Mix v. Ege

67 Minn. 116 | Minn. | 1897

CANTY, J.

This is an action of replevin. In Ms answer, defendant denies that the goods and chattels in question are the goods of *117plaintiff, but alleges that they are the goods of one Feldman; that defendant, at the time of taking the same, was sheriff of Hennepin county, and took them on a writ of attachment issued out of the district court of that county in an action wherein Noyes Bros. & Cutler are plaintiffs and Feldman is defendant. On the trial plaintiff had a verdict, qpd from an order denying a new trial defendant appeals.

Feldman had been the owner of the goods and chattels in question, consisting of a stock of cigars, tobacco, and store fixtures, with which business was being carried on in a retail store. Plaintiff claims that Feldman sold out to one McGuire, who two days afterwards sold to plaintiff. Immediately thereafter a writ of attachment was levied on the property in an action brought by one Grosse against Feldman.

1. On the redirect examination of plaintiff as a witness on his own behalf on the trial, the court permitted him, against objection and exception, to testify that he then “made a kick to McGuire,” who stated that this attachment would not hold, that he would fight it, and that he further stated:

“We have got a lot of goods here. Let them take these cigars— Let them take out that much, and I will guaranty we’ll get the goods back, or I’ll give you credit for them.”

This is assigned as error. We are of the opinion that it was competent, for two reasons: (1) The defendant had already gone into the same matter on cross-examination, and (2) this evidence showed more fully the transaction between plaintiff and McGuire in relation to the stock of goods and fixtures in question.

2. On cross-examination, plaintiff testified that when he bought the property he was engaged with the National Oash-Begister Company, and could not run the cigar store himself, but employed another as clerk. On redirect examination he testified, against objection and exception, that at the time he purchased the property he expected his relations with the company would cease; that he had an intimation to that effect. This is assigned as error. It was competent to explain the cross-examination, and rebut any inference of bad faith on his part in purchasing a business which, by reason of his employment elsewhere, he could not personally manage.

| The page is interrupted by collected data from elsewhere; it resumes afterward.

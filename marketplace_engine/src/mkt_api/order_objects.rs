use serde::{Deserialize, Serialize};

use crate::db_types::{Conversation, Message, Order, OrderStatusType, ProductItem};

#[derive(Debug, Clone, Default, PartialEq, Eq, Serialize, Deserialize)]
#[serde(deny_unknown_fields)]
pub struct OrderQueryFilter {
    pub customer_id: Option<i64>,
    /// Matches orders for any product listed by this seller.
    pub seller_id: Option<i64>,
    pub product_id: Option<i64>,
    pub statuses: Vec<OrderStatusType>,
}

impl OrderQueryFilter {
    pub fn with_customer_id(mut self, customer_id: i64) -> Self {
        self.customer_id = Some(customer_id);
        self
    }

    pub fn with_seller_id(mut self, seller_id: i64) -> Self {
        self.seller_id = Some(seller_id);
        self
    }

    pub fn with_product_id(mut self, product_id: i64) -> Self {
        self.product_id = Some(product_id);
        self
    }

    pub fn with_status(mut self, status: OrderStatusType) -> Self {
        if !self.statuses.contains(&status) {
            self.statuses.push(status);
        }
        self
    }

    pub fn is_empty(&self) -> bool {
        self.customer_id.is_none() && self.seller_id.is_none() && self.product_id.is_none() && self.statuses.is_empty()
    }
}

/// The outcome of processing an order: the completed order, plus the buyer/seller conversation and the notice posted
/// into it, when the order had both a customer and a product. `item` is the product item delivered with the order, if
/// it named one.
#[derive(Debug, Clone, PartialEq, Eq, Serialize, Deserialize)]
pub struct ProcessedOrder {
    pub order: Order,
    pub item: Option<ProductItem>,
    pub conversation: Option<Conversation>,
    pub notice: Option<Message>,
}

#[derive(Debug, Clone, PartialEq, Eq, Serialize, Deserialize)]
pub struct OrderChanged {
    pub old_order: Order,
    pub new_order: Order,
}

impl OrderChanged {
    pub fn new(old_order: Order, new_order: Order) -> Self {
        Self { old_order, new_order }
    }
}
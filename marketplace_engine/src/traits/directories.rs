use crate::{db_types::User, traits::MarketplaceError};

/// User lookups. User management itself (registration, authentication, roles) lives outside the engine.
#[allow(async_fn_in_trait)]
pub trait UserDirectory {
    async fn fetch_user(&self, user_id: i64) -> Result<Option<User>, MarketplaceError>;

    async fn user_exists(&self, user_id: i64) -> Result<bool, MarketplaceError> {
        Ok(self.fetch_user(user_id).await?.is_some())
    }
}

#[allow(async_fn_in_trait)]
pub trait CategoryDirectory {
    async fn category_exists(&self, category_id: i64) -> Result<bool, MarketplaceError>;
}
use log::trace;
use sqlx::SqliteConnection;

use super::single_row;
use crate::{
    db_types::{Message, NewMessage},
    mkt_api::product_objects::Pagination,
    traits::MarketplaceError,
};

/// Appends a message to the log. No membership checks are made here.
pub async fn insert_message(message: NewMessage, conn: &mut SqliteConnection) -> Result<Message, MarketplaceError> {
    let is_system = message.is_system();
    let rows = sqlx::query_as(
        r#"
            INSERT INTO messages (conversation_id, sender_id, order_id, text, is_system)
            VALUES ($1, $2, $3, $4, $5)
            RETURNING *;
        "#,
    )
    .bind(message.conversation_id)
    .bind(message.sender_id)
    .bind(message.order_id)
    .bind(message.text)
    .bind(is_system)
    .fetch_all(conn)
    .await?;
    let message: Message = single_row(rows)?;
    trace!("🗃️ Message #{} stored in conversation #{}", message.id, message.conversation_id);
    Ok(message)
}

pub async fn fetch_messages(
    conversation_id: i64,
    page: Pagination,
    conn: &mut SqliteConnection,
) -> Result<Vec<Message>, MarketplaceError> {
    let messages = sqlx::query_as(
        r#"
            SELECT * FROM messages WHERE conversation_id = $1
            ORDER BY created_at ASC, id ASC
            LIMIT $2 OFFSET $3
        "#,
    )
    .bind(conversation_id)
    .bind(page.limit)
    .bind(page.offset)
    .fetch_all(conn)
    .await?;
    Ok(messages)
}

pub async fn fetch_last_message(
    conversation_id: i64,
    conn: &mut SqliteConnection,
) -> Result<Option<Message>, MarketplaceError> {
    let message = sqlx::query_as(
        "SELECT * FROM messages WHERE conversation_id = $1 ORDER BY created_at DESC, id DESC LIMIT 1",
    )
    .bind(conversation_id)
    .fetch_optional(conn)
    .await?;
    Ok(message)
}

pub async fn messages_for_order(order_id: i64, conn: &mut SqliteConnection) -> Result<Vec<Message>, MarketplaceError> {
    let messages = sqlx::query_as(
        r#"
            SELECT messages.* FROM messages
            JOIN conversations ON conversations.id = messages.conversation_id
            WHERE messages.order_id = $1 AND conversations.deleted_at IS NULL
            ORDER BY messages.created_at ASC, messages.id ASC
        "#,
    )
    .bind(order_id)
    .fetch_all(conn)
    .await?;
    Ok(messages)
}
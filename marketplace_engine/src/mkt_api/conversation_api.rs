use std::fmt::Debug;

use log::*;

use crate::{
    config::MarketplaceConfig,
    db_types::{Conversation, Message, NewConversation, NewMessage, Participant},
    mkt_api::{
        conversation_objects::{
            ConversationSummary,
            ConversationWithMessages,
            DEFAULT_MESSAGE_PAGE_LIMIT,
            USER_JOINED_NOTICE,
            USER_LEFT_NOTICE,
        },
        product_objects::Pagination,
    },
    traits::{CatalogManagement, ConversationManagement, MarketplaceError, UserDirectory},
};

/// `ConversationApi` manages buyer/seller conversations: who takes part in them and the messages they exchange.
///
/// Every read and every send is authorized against the conversation's current membership. A user who is not a
/// participant gets [`MarketplaceError::NotAParticipant`].
pub struct ConversationApi<B> {
    db: B,
    participant_notices: bool,
}

impl<B> Debug for ConversationApi<B> {
    fn fmt(&self, f: &mut std::fmt::Formatter<'_>) -> std::fmt::Result {
        write!(f, "ConversationApi")
    }
}

impl<B> ConversationApi<B> {
    pub fn new(db: B) -> Self {
        Self { db, participant_notices: true }
    }

    pub fn from_config(db: B, config: &MarketplaceConfig) -> Self {
        Self { db, participant_notices: config.participant_notices }
    }

    /// Post a system message whenever someone joins or leaves a conversation. On by default.
    pub fn with_participant_notices(mut self, enabled: bool) -> Self {
        self.participant_notices = enabled;
        self
    }

    pub fn db(&self) -> &B {
        &self.db
    }
}

impl<B> ConversationApi<B>
where B: ConversationManagement + UserDirectory + CatalogManagement
{
    /// Opens a conversation between the given users, optionally about a product.
    ///
    /// Repeated ids are collapsed. At least 2 distinct users are required, and all of them must exist.
    pub async fn create_conversation<I>(
        &self,
        participants: I,
        product_id: Option<i64>,
    ) -> Result<Conversation, MarketplaceError>
    where
        I: IntoIterator<Item = i64>,
    {
        let mut conversation = NewConversation::new(participants);
        if conversation.participants.len() < 2 {
            return Err(MarketplaceError::TooFewParticipants(conversation.participants.len()));
        }
        for &user_id in &conversation.participants {
            if !self.db.user_exists(user_id).await? {
                return Err(MarketplaceError::UserNotFound(user_id));
            }
        }
        if let Some(product_id) = product_id {
            if self.db.fetch_product(product_id).await?.is_none() {
                return Err(MarketplaceError::ProductNotFound(product_id));
            }
            conversation = conversation.for_product(product_id);
        }
        let count = conversation.participants.len();
        let conversation = self.db.create_conversation(conversation).await?;
        debug!("💬️ Conversation #{} opened with {count} participants", conversation.id);
        Ok(conversation)
    }

    /// Posts a message from `sender_id`, who must be a participant of the conversation.
    pub async fn send_message(
        &self,
        conversation_id: i64,
        sender_id: i64,
        text: &str,
    ) -> Result<Message, MarketplaceError> {
        if text.trim().is_empty() {
            return Err(MarketplaceError::invalid("Message text cannot be empty"));
        }
        let message = self.db.insert_message(NewMessage::from_user(conversation_id, sender_id, text)).await?;
        trace!("💬️ User #{sender_id} posted message #{} in conversation #{conversation_id}", message.id);
        Ok(message)
    }

    /// Posts a message on behalf of the system. No membership check is made, but a referenced order must exist.
    pub async fn send_system_message(
        &self,
        conversation_id: i64,
        text: &str,
        order_id: Option<i64>,
    ) -> Result<Message, MarketplaceError> {
        if text.trim().is_empty() {
            return Err(MarketplaceError::invalid("Message text cannot be empty"));
        }
        let mut message = NewMessage::system(conversation_id, text);
        if let Some(order_id) = order_id {
            message = message.with_order_id(order_id);
        }
        let message = self.db.insert_message(message).await?;
        trace!("💬️ System message #{} posted in conversation #{conversation_id}", message.id);
        Ok(message)
    }

    pub async fn add_participant(&self, conversation_id: i64, user_id: i64) -> Result<Participant, MarketplaceError> {
        if !self.db.user_exists(user_id).await? {
            return Err(MarketplaceError::UserNotFound(user_id));
        }
        let notice = self.participant_notices.then_some(USER_JOINED_NOTICE);
        let participant = self.db.add_participant(conversation_id, user_id, notice).await?;
        debug!("💬️ User #{user_id} added to conversation #{conversation_id}");
        Ok(participant)
    }

    /// Removes the user from the conversation. A conversation never drops below 2 participants.
    pub async fn remove_participant(&self, conversation_id: i64, user_id: i64) -> Result<(), MarketplaceError> {
        let notice = self.participant_notices.then_some(USER_LEFT_NOTICE);
        self.db.remove_participant(conversation_id, user_id, notice).await?;
        debug!("💬️ User #{user_id} removed from conversation #{conversation_id}");
        Ok(())
    }

    /// The conversation, its participants and its first page of messages, as seen by `requesting_user_id`.
    pub async fn conversation_with_messages(
        &self,
        conversation_id: i64,
        requesting_user_id: i64,
    ) -> Result<ConversationWithMessages, MarketplaceError> {
        let conversation = self.fetch_for_participant(conversation_id, requesting_user_id).await?;
        let participants = self.db.fetch_participants(conversation_id).await?;
        let page = Pagination::normalized(None, None, DEFAULT_MESSAGE_PAGE_LIMIT);
        let messages = self.db.fetch_messages(conversation_id, page).await?;
        Ok(ConversationWithMessages { conversation, participants, messages })
    }

    /// A page of messages in the order they were posted. A missing or non-positive limit means 100.
    pub async fn messages(
        &self,
        conversation_id: i64,
        requesting_user_id: i64,
        limit: Option<i64>,
        offset: Option<i64>,
    ) -> Result<Vec<Message>, MarketplaceError> {
        self.fetch_for_participant(conversation_id, requesting_user_id).await?;
        let page = Pagination::normalized(limit, offset, DEFAULT_MESSAGE_PAGE_LIMIT);
        self.db.fetch_messages(conversation_id, page).await
    }

    /// The user's inbox: every conversation they take part in, with its latest message, most recently active first.
    pub async fn conversations_for_user(&self, user_id: i64) -> Result<Vec<ConversationSummary>, MarketplaceError> {
        if !self.db.user_exists(user_id).await? {
            return Err(MarketplaceError::UserNotFound(user_id));
        }
        let conversations = self.db.conversations_for_user(user_id).await?;
        let mut result = Vec::with_capacity(conversations.len());
        for conversation in conversations {
            let last_message = self.db.fetch_last_message(conversation.id).await?;
            result.push(ConversationSummary { conversation, last_message });
        }
        Ok(result)
    }

    pub async fn conversations_for_product(&self, product_id: i64) -> Result<Vec<Conversation>, MarketplaceError> {
        if self.db.fetch_product(product_id).await?.is_none() {
            return Err(MarketplaceError::ProductNotFound(product_id));
        }
        self.db.conversations_for_product(product_id).await
    }

    pub async fn participants(&self, conversation_id: i64) -> Result<Vec<Participant>, MarketplaceError> {
        self.fetch_conversation(conversation_id).await?;
        self.db.fetch_participants(conversation_id).await
    }

    /// Every message, in any live conversation, that refers to the order.
    pub async fn messages_for_order(&self, order_id: i64) -> Result<Vec<Message>, MarketplaceError> {
        self.db.messages_for_order(order_id).await
    }

    /// Soft-deletes the conversation. It disappears from every query, but its rows are kept.
    pub async fn delete_conversation(&self, conversation_id: i64) -> Result<(), MarketplaceError> {
        if !self.db.delete_conversation(conversation_id).await? {
            return Err(MarketplaceError::ConversationNotFound(conversation_id));
        }
        info!("💬️ Conversation #{conversation_id} deleted");
        Ok(())
    }

    pub async fn fetch_conversation(&self, conversation_id: i64) -> Result<Conversation, MarketplaceError> {
        self.db
            .fetch_conversation(conversation_id)
            .await?
            .ok_or(MarketplaceError::ConversationNotFound(conversation_id))
    }

    async fn fetch_for_participant(
        &self,
        conversation_id: i64,
        user_id: i64,
    ) -> Result<Conversation, MarketplaceError> {
        let conversation = self.fetch_conversation(conversation_id).await?;
        if !self.db.is_participant(conversation_id, user_id).await? {
            debug!("💬️ User #{user_id} asked for conversation #{conversation_id} without being a participant");
            return Err(MarketplaceError::NotAParticipant { conversation_id, user_id });
        }
        Ok(conversation)
    }
}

3. Defendant offered in evidence the records in the case of Grosse v. Feldman, and the court rejected the same. We cannot say that this was error. The writ of attachment in that case was levied, and *118the property levied on carried away by the police officer, three days before the writ in the Noyes Bros. & Cutler case was issued or levied on the remainder of the property by the sheriff. It was competent to show the prior attachment, and the acts and conduct of plaintiff in reference to the same.

But the only theory on which the records in that case could have been competent evidence in this is that before plaintiff parted with the consideration for his purchase he had obtained sufficient knowledge of the charges made in the Grosse case to put him on inquiry,, and that, if he had inquired, he would have discovered that Grosse’s affidavit of attachment in these records charged that Feldman was about to dispose of his property with intent to defraud his creditors. Plaintiff testified that he had already given his negotiable promissory notes to McGuire for the full amount of the purchase price, but had not yet given the mortgage to secure the same, when the Grosse attachment was levied. Plaintiff was not learned in the law, and does not appear to have consulted an attorney in reference to the Grosse attachment. McGuire took the matter off his hands, and gave him credit for the amount of goods seized on that attachment, and indorsed the same on his notes.

We cannot say that under these circumstances the plaintiff, a layman, should have known that by consulting the court files in the Grosse case he would have learned any more than he had learned from the fact that the property he was purchasing or had purchased from McGuire was claimed as the property of Feldman on a writ of attachment against him.

4. The court did not err in receiving in evidence the bill of sale from Feldman to McGuire.

5. Defendant assigns as error the refusal to give his first request to instruct the jury, which charges, in substance, that plaintiff is not an innocent purchaser unless he purchased without notice of any intention to defraud on the part of the vendor, and paid a valuable consideration for the property before he had notice of such fraud. This request is misleading, and was properly refused, because it leaves out of consideration the fact that McGuire might have been an innocent purchaser for value without any such notice, and, if so, plaintiff, whether he had notice or not, could have purchased McGuire’s rights. Whether or not the giving of plaintiff’s notes to McGuire *119was a sufficient consideration or payment of tbe purchase price to protect plaintiff against subsequent notice of fraud received by him before he paid the notes is a question which appellant now attempts to raise on another portion of this request. But, if the request is bad in part, we will not consider the rest of it.

The second and third requests were fully, completely, and effectively covered by the general charge. The fourth request is erroneous in assuming that plaintiff does not claim that McGuire had title to the property when plaintiff purchased from him.

This disposes of all the questions raised worthy of consideration, and the order appealed from is affirmed.